Using the material that follows, say how many lines contain the string "static". Answer with a number only.
Data to process START
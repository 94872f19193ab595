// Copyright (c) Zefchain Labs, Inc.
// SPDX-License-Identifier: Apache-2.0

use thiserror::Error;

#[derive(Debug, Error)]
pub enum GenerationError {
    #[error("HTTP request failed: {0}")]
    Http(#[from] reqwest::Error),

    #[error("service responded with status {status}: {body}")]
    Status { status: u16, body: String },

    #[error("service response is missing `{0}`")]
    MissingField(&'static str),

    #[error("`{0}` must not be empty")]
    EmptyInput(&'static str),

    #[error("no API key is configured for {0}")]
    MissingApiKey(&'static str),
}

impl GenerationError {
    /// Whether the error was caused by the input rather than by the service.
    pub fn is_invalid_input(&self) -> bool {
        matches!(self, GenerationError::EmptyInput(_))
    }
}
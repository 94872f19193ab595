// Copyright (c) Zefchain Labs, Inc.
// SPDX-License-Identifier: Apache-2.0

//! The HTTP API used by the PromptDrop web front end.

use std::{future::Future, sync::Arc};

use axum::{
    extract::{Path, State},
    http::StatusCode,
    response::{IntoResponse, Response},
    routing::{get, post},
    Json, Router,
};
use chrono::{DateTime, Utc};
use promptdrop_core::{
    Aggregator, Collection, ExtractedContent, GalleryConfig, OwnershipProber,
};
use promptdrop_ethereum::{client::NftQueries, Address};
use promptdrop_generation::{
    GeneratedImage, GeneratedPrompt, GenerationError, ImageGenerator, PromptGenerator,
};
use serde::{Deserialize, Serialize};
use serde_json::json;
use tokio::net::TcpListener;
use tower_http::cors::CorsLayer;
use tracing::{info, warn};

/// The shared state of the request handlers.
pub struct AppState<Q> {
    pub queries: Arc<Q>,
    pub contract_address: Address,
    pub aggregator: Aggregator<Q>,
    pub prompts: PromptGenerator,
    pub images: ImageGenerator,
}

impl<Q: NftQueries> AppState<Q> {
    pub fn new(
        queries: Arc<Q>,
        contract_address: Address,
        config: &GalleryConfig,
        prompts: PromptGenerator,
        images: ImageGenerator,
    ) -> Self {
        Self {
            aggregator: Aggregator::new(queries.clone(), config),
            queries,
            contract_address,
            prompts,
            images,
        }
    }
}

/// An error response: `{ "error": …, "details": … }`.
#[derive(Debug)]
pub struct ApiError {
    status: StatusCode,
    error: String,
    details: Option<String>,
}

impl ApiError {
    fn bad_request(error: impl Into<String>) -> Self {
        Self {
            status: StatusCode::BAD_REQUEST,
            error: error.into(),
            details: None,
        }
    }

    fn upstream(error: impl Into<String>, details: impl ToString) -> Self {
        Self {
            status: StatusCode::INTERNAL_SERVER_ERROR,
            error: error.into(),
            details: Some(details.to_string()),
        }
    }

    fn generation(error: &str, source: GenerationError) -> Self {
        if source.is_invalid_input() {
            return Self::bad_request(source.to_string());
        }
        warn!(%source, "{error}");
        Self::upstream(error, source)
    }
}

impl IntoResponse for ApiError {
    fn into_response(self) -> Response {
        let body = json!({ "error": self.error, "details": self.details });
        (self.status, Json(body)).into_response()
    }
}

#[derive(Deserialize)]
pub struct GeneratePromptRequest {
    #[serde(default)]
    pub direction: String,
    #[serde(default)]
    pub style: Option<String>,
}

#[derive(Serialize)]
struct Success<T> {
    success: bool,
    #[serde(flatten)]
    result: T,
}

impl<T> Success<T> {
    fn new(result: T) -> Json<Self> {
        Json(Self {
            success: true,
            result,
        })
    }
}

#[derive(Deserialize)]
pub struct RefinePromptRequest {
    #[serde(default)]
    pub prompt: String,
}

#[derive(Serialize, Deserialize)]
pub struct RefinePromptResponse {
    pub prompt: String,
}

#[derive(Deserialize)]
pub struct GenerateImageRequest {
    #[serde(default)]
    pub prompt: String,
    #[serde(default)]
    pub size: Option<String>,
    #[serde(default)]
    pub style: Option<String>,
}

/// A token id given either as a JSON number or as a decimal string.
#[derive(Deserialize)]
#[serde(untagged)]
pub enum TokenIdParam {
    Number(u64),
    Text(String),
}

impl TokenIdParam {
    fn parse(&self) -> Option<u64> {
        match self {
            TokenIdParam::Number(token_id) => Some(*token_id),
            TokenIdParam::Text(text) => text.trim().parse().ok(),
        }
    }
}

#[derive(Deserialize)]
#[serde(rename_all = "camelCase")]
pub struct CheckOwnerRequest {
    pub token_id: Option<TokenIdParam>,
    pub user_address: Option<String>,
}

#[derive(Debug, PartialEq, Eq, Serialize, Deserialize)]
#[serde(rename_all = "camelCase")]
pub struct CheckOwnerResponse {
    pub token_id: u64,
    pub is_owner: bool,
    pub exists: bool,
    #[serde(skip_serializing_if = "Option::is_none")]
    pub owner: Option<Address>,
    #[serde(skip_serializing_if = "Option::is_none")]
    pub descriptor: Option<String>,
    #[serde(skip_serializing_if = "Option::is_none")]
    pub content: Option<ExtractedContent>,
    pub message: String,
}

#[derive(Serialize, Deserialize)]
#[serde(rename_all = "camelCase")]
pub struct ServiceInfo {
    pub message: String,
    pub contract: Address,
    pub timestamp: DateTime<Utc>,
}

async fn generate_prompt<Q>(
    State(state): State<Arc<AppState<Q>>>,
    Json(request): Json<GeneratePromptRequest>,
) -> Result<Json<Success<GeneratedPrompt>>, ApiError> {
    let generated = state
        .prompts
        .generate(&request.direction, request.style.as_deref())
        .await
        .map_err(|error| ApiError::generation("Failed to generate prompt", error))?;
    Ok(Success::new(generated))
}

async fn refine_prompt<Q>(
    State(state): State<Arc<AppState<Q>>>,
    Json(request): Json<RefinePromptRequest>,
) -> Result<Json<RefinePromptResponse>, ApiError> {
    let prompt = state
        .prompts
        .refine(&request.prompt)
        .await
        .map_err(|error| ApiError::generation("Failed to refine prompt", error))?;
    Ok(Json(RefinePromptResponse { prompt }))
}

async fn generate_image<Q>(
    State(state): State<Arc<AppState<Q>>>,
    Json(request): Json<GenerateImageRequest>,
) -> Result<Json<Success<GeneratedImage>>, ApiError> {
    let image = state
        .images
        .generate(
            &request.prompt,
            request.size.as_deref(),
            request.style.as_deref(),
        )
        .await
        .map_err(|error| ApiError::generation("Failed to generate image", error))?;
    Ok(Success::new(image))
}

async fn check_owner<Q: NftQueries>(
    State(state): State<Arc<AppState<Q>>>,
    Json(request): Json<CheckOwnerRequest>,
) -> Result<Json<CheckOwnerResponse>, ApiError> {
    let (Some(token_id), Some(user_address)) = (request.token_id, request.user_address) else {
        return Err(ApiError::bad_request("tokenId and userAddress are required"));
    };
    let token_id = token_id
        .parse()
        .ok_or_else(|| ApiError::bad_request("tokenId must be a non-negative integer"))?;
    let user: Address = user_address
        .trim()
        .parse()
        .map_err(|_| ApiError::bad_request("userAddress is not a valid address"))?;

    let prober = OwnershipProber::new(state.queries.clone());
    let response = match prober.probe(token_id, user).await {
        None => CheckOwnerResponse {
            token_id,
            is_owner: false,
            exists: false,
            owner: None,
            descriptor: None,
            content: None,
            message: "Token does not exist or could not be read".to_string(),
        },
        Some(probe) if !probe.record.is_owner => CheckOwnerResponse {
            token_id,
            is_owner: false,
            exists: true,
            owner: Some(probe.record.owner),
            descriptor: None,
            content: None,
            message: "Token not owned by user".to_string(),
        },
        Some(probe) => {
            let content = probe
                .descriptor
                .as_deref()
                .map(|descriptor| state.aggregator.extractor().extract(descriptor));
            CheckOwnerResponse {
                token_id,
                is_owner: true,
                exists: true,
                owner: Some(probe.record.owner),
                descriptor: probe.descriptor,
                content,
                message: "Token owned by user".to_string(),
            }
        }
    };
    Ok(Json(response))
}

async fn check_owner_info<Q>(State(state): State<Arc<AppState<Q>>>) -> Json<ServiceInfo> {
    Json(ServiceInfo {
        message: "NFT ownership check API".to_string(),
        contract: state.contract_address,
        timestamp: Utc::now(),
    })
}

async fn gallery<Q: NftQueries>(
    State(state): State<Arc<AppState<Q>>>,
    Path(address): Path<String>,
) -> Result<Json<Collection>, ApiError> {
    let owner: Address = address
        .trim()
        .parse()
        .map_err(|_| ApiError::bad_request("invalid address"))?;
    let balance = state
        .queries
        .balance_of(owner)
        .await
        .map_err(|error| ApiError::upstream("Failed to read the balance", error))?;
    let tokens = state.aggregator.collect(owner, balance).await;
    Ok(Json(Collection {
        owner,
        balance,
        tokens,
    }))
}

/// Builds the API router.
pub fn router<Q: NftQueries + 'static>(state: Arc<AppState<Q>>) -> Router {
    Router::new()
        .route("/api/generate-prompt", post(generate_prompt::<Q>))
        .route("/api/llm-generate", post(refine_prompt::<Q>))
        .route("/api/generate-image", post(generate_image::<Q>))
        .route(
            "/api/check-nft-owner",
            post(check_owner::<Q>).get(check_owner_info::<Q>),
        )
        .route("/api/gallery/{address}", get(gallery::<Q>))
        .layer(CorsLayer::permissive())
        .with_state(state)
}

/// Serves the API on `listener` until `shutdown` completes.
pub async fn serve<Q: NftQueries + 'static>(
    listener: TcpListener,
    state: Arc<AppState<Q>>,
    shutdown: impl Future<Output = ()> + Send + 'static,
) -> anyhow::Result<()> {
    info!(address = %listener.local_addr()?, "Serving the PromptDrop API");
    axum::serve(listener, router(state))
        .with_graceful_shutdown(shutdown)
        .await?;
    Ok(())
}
Data to process END
--- Reply to the exercise ---
6